▶ **What you should do**
Which lines of the records contain the word "keys"? Copy each one.

►

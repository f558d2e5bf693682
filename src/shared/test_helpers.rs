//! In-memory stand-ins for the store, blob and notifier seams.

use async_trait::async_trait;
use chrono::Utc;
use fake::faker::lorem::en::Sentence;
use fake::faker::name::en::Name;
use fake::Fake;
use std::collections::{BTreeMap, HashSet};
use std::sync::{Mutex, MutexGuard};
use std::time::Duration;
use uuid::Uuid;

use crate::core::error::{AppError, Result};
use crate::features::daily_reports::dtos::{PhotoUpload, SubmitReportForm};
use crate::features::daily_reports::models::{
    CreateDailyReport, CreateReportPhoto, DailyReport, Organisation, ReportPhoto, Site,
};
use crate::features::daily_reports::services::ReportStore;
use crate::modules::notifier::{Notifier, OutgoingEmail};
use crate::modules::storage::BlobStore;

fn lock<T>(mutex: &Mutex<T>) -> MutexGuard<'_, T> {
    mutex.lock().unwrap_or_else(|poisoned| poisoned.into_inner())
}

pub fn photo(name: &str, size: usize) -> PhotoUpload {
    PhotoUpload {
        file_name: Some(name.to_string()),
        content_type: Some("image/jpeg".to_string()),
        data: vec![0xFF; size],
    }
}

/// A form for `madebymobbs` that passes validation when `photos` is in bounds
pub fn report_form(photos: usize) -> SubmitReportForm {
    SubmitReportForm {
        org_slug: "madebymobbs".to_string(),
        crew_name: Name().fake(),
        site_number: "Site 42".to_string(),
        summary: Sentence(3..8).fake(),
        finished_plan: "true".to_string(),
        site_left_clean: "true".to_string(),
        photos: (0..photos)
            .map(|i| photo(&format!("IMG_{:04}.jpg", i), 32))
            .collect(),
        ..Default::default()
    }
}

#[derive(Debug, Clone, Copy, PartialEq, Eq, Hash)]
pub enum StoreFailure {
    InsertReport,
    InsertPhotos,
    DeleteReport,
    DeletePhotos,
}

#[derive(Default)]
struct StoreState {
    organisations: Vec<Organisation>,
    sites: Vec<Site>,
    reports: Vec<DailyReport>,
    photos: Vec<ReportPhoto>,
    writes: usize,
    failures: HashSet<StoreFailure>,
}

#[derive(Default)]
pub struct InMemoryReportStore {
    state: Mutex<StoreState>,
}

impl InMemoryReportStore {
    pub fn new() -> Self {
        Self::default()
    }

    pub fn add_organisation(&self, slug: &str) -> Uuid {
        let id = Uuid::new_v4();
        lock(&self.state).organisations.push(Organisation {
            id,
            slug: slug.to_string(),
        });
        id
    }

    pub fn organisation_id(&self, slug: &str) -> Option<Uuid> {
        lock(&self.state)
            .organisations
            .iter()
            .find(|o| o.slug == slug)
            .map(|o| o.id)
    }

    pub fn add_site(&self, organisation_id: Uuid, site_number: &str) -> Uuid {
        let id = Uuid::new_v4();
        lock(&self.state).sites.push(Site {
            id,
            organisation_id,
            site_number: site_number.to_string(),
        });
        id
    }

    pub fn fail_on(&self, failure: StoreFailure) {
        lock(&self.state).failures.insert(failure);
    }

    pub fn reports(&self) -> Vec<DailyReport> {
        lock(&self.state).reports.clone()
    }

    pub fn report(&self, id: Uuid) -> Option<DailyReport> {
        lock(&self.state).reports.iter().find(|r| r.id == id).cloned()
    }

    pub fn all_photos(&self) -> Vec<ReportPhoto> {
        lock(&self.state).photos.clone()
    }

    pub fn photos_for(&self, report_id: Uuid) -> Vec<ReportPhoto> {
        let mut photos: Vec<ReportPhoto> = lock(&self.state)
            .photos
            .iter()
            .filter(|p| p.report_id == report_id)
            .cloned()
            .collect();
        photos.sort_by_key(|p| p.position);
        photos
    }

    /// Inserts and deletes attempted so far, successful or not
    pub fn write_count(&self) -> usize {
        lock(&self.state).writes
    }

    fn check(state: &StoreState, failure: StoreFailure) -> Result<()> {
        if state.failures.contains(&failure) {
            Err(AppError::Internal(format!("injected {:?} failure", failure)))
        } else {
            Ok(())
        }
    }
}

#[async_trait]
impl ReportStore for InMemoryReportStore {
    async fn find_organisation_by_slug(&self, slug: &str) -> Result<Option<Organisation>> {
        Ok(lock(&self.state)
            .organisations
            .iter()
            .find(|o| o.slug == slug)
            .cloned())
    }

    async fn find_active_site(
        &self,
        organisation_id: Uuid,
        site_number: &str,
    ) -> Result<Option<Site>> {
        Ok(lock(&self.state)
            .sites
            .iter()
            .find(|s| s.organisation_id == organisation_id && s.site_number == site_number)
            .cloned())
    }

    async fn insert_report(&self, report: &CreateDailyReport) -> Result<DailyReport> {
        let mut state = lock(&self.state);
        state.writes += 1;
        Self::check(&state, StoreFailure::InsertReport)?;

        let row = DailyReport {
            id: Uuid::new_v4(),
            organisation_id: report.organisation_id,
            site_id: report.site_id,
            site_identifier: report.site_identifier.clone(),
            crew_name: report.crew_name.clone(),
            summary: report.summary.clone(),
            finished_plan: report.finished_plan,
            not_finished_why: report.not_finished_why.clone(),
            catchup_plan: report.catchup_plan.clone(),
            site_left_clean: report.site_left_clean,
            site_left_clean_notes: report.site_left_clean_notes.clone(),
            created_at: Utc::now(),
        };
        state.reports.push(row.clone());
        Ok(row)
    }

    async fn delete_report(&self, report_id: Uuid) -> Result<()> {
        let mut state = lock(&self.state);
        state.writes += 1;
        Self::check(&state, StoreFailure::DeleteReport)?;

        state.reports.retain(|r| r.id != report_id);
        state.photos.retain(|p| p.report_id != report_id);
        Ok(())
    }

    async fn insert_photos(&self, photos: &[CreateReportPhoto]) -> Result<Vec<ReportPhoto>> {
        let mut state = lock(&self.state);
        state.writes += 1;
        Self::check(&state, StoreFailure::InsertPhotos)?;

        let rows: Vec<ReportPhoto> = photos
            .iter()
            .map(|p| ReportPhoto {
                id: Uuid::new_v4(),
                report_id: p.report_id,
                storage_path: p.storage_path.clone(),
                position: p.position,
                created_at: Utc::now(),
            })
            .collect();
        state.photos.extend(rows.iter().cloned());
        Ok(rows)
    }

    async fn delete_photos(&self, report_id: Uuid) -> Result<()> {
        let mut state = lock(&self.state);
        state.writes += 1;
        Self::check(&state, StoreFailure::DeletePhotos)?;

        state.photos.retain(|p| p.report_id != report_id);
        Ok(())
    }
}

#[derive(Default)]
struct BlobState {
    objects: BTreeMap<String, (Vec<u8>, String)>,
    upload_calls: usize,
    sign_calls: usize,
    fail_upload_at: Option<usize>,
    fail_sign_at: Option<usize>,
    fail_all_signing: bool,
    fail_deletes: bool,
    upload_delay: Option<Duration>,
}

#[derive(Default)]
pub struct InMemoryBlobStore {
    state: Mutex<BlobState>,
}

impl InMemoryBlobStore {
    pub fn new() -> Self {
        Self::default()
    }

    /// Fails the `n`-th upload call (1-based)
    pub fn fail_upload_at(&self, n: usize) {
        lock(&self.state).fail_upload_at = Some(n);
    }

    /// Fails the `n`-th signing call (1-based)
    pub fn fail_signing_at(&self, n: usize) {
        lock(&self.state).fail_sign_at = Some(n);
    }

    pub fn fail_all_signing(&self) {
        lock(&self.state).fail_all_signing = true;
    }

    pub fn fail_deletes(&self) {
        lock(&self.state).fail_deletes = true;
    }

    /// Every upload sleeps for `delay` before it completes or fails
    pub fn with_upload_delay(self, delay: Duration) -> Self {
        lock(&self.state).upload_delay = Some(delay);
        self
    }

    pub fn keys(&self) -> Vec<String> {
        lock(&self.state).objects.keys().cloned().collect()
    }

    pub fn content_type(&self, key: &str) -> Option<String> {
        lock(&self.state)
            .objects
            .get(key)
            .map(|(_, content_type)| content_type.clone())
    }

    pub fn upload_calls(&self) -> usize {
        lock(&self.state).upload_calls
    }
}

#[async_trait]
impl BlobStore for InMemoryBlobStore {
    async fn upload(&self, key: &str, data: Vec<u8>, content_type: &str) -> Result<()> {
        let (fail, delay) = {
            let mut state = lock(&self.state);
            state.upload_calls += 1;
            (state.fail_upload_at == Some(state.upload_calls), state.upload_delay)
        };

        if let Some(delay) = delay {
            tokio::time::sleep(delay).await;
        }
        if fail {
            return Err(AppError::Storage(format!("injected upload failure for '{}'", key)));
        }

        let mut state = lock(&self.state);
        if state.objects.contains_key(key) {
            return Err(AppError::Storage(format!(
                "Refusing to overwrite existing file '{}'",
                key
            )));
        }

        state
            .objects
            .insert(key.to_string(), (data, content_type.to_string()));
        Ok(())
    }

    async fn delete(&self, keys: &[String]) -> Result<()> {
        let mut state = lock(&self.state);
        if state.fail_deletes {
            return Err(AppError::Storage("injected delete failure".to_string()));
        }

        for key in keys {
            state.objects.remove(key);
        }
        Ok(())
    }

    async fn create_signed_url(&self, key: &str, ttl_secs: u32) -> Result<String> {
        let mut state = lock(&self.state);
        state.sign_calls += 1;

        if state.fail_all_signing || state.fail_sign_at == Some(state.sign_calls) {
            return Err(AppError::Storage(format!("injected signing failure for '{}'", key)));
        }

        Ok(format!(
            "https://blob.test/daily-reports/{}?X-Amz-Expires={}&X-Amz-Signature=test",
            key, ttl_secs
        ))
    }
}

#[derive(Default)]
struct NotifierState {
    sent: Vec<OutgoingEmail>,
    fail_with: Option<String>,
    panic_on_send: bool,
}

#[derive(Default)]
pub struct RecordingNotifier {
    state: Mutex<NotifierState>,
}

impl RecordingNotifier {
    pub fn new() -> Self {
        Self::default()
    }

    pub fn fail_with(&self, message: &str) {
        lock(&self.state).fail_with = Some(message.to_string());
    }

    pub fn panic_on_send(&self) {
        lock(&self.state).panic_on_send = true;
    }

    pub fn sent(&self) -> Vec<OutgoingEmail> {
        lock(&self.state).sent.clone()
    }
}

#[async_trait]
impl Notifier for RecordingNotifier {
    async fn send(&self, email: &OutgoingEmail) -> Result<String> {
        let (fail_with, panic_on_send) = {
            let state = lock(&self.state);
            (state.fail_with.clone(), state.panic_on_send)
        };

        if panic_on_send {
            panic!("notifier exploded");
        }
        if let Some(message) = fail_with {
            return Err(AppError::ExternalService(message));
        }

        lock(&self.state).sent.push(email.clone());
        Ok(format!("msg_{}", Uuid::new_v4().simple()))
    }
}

◄

▶ **Result of this exercise**
    pub fn keys(&self) -> Vec<String> {
        lock(&self.state).objects.keys().cloned().collect()
    async fn delete(&self, keys: &[String]) -> Result<()> {
        for key in keys {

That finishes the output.